* **Source information**:
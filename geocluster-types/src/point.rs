use geo::Point;
use serde::{Deserialize, Serialize};

/// A latitude/longitude pair in decimal degrees.
///
/// Unlike `geo::Point`, fields are named by their geographic meaning, which
/// avoids the usual x/y versus lat/lon mixups at call sites.
///
/// # Examples
///
/// ```
/// use geocluster_types::point::Coordinates;
/// use geo::Point;
///
/// let milan = Coordinates::new(45.4642, 9.19);
/// let point: Point<f64> = milan.into();
/// assert_eq!(point.x(), 9.19);
/// assert_eq!(point.y(), 45.4642);
/// ```
#[derive(Debug, Clone, Copy, PartialEq, Default, Serialize, Deserialize)]
pub struct Coordinates {
    pub latitude: f64,
    pub longitude: f64,
}

impl Coordinates {
    pub fn new(latitude: f64, longitude: f64) -> Self {
        Self {
            latitude,
            longitude,
        }
    }

    /// Whether both components are finite numbers.
    pub fn is_finite(&self) -> bool {
        self.latitude.is_finite() && self.longitude.is_finite()
    }
}

impl From<Coordinates> for Point<f64> {
    fn from(c: Coordinates) -> Self {
        Point::new(c.longitude, c.latitude)
    }
}

impl From<Point<f64>> for Coordinates {
    fn from(p: Point<f64>) -> Self {
        Coordinates::new(p.y(), p.x())
    }
}

/// Anything that carries a geographic position.
///
/// Clustering only ever looks at these two values; the rest of the item is
/// an opaque payload that is moved through untouched.
pub trait Geotagged {
    fn latitude(&self) -> f64;
    fn longitude(&self) -> f64;

    fn coordinates(&self) -> Coordinates {
        Coordinates::new(self.latitude(), self.longitude())
    }
}

impl Geotagged for Coordinates {
    fn latitude(&self) -> f64 {
        self.latitude
    }

    fn longitude(&self) -> f64 {
        self.longitude
    }
}

impl Geotagged for Point<f64> {
    fn latitude(&self) -> f64 {
        self.y()
    }

    fn longitude(&self) -> f64 {
        self.x()
    }
}

impl<T: Geotagged + ?Sized> Geotagged for &T {
    fn latitude(&self) -> f64 {
        (**self).latitude()
    }

    fn longitude(&self) -> f64 {
        (**self).longitude()
    }
}

/// A geotagged media item with an arbitrary payload (file name, id, ...).
///
/// # Examples
///
/// ```
/// use geocluster_types::point::{Geotagged, MediaPoint};
///
/// let photo = MediaPoint::new(41.9028, 12.4964, "IMG_0001.jpg");
/// assert_eq!(photo.latitude(), 41.9028);
/// assert_eq!(photo.payload, "IMG_0001.jpg");
/// ```
#[derive(Debug, Clone, PartialEq, Serialize, Deserialize)]
pub struct MediaPoint<T> {
    pub position: Coordinates,
    pub payload: T,
}

impl<T> MediaPoint<T> {
    pub fn new(latitude: f64, longitude: f64, payload: T) -> Self {
        Self {
            position: Coordinates::new(latitude, longitude),
            payload,
        }
    }

    /// Consume the media point and return its payload.
    pub fn into_payload(self) -> T {
        self.payload
    }
}

impl<T> Geotagged for MediaPoint<T> {
    fn latitude(&self) -> f64 {
        self.position.latitude
    }

    fn longitude(&self) -> f64 {
        self.position.longitude
    }
}
//! Proximity-tolerant memoization of reverse-geocoding results.
//!
//! Photos taken a few steps apart should not each cost a network round-trip.
//! [`GeocodeCache`] answers a lookup from any stored entry with the same
//! feature class and code that lies closer than `max_distance` meters, and
//! only asks the [`GeocodingService`] when nothing qualifies.
//!
//! Entries are scanned in insertion order and the first qualifying one wins,
//! even if a later entry is closer. The cache only grows: nothing is evicted
//! or expired for the lifetime of the object, so memory grows with the number
//! of distinct neighbourhoods looked up.
//!
//! # Examples
//!
//! ```rust
//! use geocluster::cache::{CacheKey, GeocodeCache};
//! use geocluster::PlaceRecord;
//!
//! let cache = GeocodeCache::new();
//! let place = PlaceRecord { place_name: "Trastevere".into(), ..Default::default() };
//! cache.insert(CacheKey::new(41.8897, 12.4700, Some("P"), None), place.clone());
//!
//! // ~1.4 m away: answered from the cache
//! let hit = cache.get_nearby(&CacheKey::new(41.88971, 12.47001, Some("P"), None));
//! assert_eq!(hit, Some(place));
//! ```

use crate::config::Config;
use crate::decode::decode_nearby_place;
use crate::distance::distance_between_coordinates;
use crate::error::{GeoError, Result};
use crate::progress::ProgressLog;
use crate::service::GeocodingService;
use geocluster_types::place::PlaceRecord;
use parking_lot::Mutex;
use rustc_hash::FxHashMap;
use std::hash::{Hash, Hasher};

/// Default radius within which a cached answer is reused.
pub const DEFAULT_MAX_DISTANCE_METERS: f64 = 50.0;

/// Exact query coordinates plus the feature filter they were looked up with.
///
/// Coordinates are compared by bit pattern, not rounded; `0.0` and `-0.0`
/// are treated as the same value.
#[derive(Debug, Clone)]
pub struct CacheKey {
    pub latitude: f64,
    pub longitude: f64,
    pub feature_class: Option<String>,
    pub feature_code: Option<String>,
}

impl CacheKey {
    pub fn new(
        latitude: f64,
        longitude: f64,
        feature_class: Option<&str>,
        feature_code: Option<&str>,
    ) -> Self {
        Self {
            latitude,
            longitude,
            feature_class: feature_class.map(str::to_string),
            feature_code: feature_code.map(str::to_string),
        }
    }

    fn same_feature(&self, other: &CacheKey) -> bool {
        self.feature_class == other.feature_class && self.feature_code == other.feature_code
    }

    fn distance_to(&self, other: &CacheKey) -> f64 {
        distance_between_coordinates(
            self.latitude,
            self.longitude,
            other.latitude,
            other.longitude,
        )
    }

    fn coordinate_bits(&self) -> (u64, u64) {
        fn bits(v: f64) -> u64 {
            if v == 0.0 { 0u64 } else { v.to_bits() }
        }
        (bits(self.latitude), bits(self.longitude))
    }
}

impl PartialEq for CacheKey {
    fn eq(&self, other: &Self) -> bool {
        self.coordinate_bits() == other.coordinate_bits() && self.same_feature(other)
    }
}

impl Eq for CacheKey {}

impl Hash for CacheKey {
    fn hash<H: Hasher>(&self, state: &mut H) {
        self.coordinate_bits().hash(state);
        self.feature_class.hash(state);
        self.feature_code.hash(state);
    }
}

/// Counters describing how the cache has been used.
#[derive(Debug, Clone, Copy, Default, PartialEq, Eq)]
pub struct CacheStats {
    /// Lookups answered from a stored entry
    pub hits: u64,
    /// Lookups that had to ask the service
    pub misses: u64,
    /// Hits that also stored the answer under the new coordinates
    pub widened: u64,
}

#[derive(Debug, Default)]
struct CacheInner {
    entries: Vec<(CacheKey, PlaceRecord)>,
    index: FxHashMap<CacheKey, usize>,
    stats: CacheStats,
}

impl CacheInner {
    /// First entry in insertion order that answers `key`, with its distance.
    fn first_match(&self, key: &CacheKey, max_distance: f64) -> Option<(f64, PlaceRecord)> {
        self.entries.iter().find_map(|(cached, record)| {
            if !cached.same_feature(key) {
                return None;
            }
            let distance = cached.distance_to(key);
            (distance < max_distance).then(|| (distance, record.clone()))
        })
    }

    /// Count a hit and widen coverage when the match is farther than a tenth
    /// of `max_distance`.
    fn take_hit(&mut self, key: &CacheKey, max_distance: f64) -> Option<PlaceRecord> {
        let (distance, record) = self.first_match(key, max_distance)?;
        self.stats.hits += 1;
        if distance > max_distance / 10.0 {
            self.stats.widened += 1;
            self.insert(key.clone(), record.clone());
        }
        Some(record)
    }

    fn insert(&mut self, key: CacheKey, record: PlaceRecord) {
        match self.index.get(&key) {
            Some(&pos) => self.entries[pos].1 = record,
            None => {
                self.index.insert(key.clone(), self.entries.len());
                self.entries.push((key, record));
            }
        }
    }
}

/// Reverse-geocoding cache shared by every client of one scanner run.
///
/// The cache is owned by the caller and handed to clients by reference or
/// `Arc`. Matching and the optional widening insert happen under a single
/// lock, so concurrent lookups never interleave between the two. A miss
/// releases the lock while the service is queried and scans again before
/// storing the answer.
#[derive(Debug)]
pub struct GeocodeCache {
    max_distance: f64,
    inner: Mutex<CacheInner>,
    progress: ProgressLog,
}

impl Default for GeocodeCache {
    fn default() -> Self {
        Self::with_max_distance(DEFAULT_MAX_DISTANCE_METERS)
    }
}

impl GeocodeCache {
    pub fn new() -> Self {
        Self::default()
    }

    /// # Panics
    ///
    /// Panics if `meters` is not a finite positive number.
    pub fn with_max_distance(meters: f64) -> Self {
        assert!(
            meters.is_finite() && meters > 0.0,
            "Cache distance must be a positive number of meters"
        );
        Self {
            max_distance: meters,
            inner: Mutex::new(CacheInner::default()),
            progress: ProgressLog::new(),
        }
    }

    /// Cache using `cache_max_distance_meters` as its radius.
    ///
    /// # Panics
    ///
    /// Panics if the configured distance is not a finite positive number.
    /// [`Config::validate`] reports the same problem as an error.
    pub fn from_config(config: &Config) -> Self {
        Self::with_max_distance(config.cache_max_distance_meters)
    }

    pub fn max_distance(&self) -> f64 {
        self.max_distance
    }

    pub fn len(&self) -> usize {
        self.inner.lock().entries.len()
    }

    pub fn is_empty(&self) -> bool {
        self.inner.lock().entries.is_empty()
    }

    pub fn stats(&self) -> CacheStats {
        self.inner.lock().stats
    }

    /// Snapshot of all entries in insertion order.
    pub fn entries(&self) -> Vec<(CacheKey, PlaceRecord)> {
        self.inner.lock().entries.clone()
    }

    /// Store a record under an exact key.
    ///
    /// An existing entry with the same key keeps its position and gets the
    /// new record.
    pub fn insert(&self, key: CacheKey, record: PlaceRecord) {
        self.inner.lock().insert(key, record);
    }

    /// Look for a stored answer near `key` without touching the service.
    ///
    /// When the matched entry is farther than a tenth of the cache distance,
    /// the answer is also stored under `key`, so later lookups around the new
    /// point match too. Points almost on top of an existing entry are not
    /// stored again.
    pub fn get_nearby(&self, key: &CacheKey) -> Option<PlaceRecord> {
        let record = self.inner.lock().take_hit(key, self.max_distance)?;

        let _scope = self.progress.scope();
        self.progress.emit("geoname got from cache", "", 5);
        Some(record)
    }

    /// Return a nearby cached answer, or compute one with `fetch` and store
    /// it under the exact key.
    ///
    /// The lock is not held while `fetch` runs. Once it returns, the scan is
    /// repeated under the lock: if another caller stored a qualifying entry
    /// in the meantime, that entry wins and the fetched record is discarded,
    /// so nearby concurrent misses never leave two entries for one place.
    /// A failed fetch still counts as a miss and stores nothing.
    pub fn get_or_fetch<F>(&self, key: CacheKey, fetch: F) -> Result<PlaceRecord>
    where
        F: FnOnce() -> Result<PlaceRecord>,
    {
        if let Some(record) = self.get_nearby(&key) {
            return Ok(record);
        }

        self.inner.lock().stats.misses += 1;
        let fetched = fetch()?;

        let record = {
            let mut inner = self.inner.lock();
            match inner.take_hit(&key, self.max_distance) {
                Some(existing) => {
                    log::debug!(
                        "geoname for ({}, {}) was stored while fetching, keeping it",
                        key.latitude,
                        key.longitude
                    );
                    existing
                }
                None => {
                    inner.insert(key, fetched.clone());
                    fetched
                }
            }
        };

        let _scope = self.progress.scope();
        self.progress.emit("geoname got from geonames.org", "", 5);
        Ok(record)
    }

    /// Reverse-geocode a coordinate through the cache.
    ///
    /// On a miss the service is queried and its response decoded, with
    /// `unspecified_code` filling any missing code field.
    pub fn lookup_nearby_place<S>(
        &self,
        service: &S,
        latitude: f64,
        longitude: f64,
        feature_class: Option<&str>,
        feature_code: Option<&str>,
        unspecified_code: &str,
    ) -> Result<PlaceRecord>
    where
        S: GeocodingService + ?Sized,
    {
        if !(latitude.is_finite() && longitude.is_finite()) {
            return Err(GeoError::InvalidInput(format!(
                "cannot geocode non-finite coordinates ({}, {})",
                latitude, longitude
            )));
        }

        let key = CacheKey::new(latitude, longitude, feature_class, feature_code);
        self.get_or_fetch(key, || {
            let raw = service.nearby_place(latitude, longitude, feature_class, feature_code)?;
            decode_nearby_place(raw, unspecified_code)
        })
    }
}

* **The task**: Your task is to copy each line of the listing that holds the word "CacheInner".

* **Reply to the task**:
struct CacheInner {
impl CacheInner {
    inner: Mutex<CacheInner>,
            inner: Mutex::new(CacheInner::default()),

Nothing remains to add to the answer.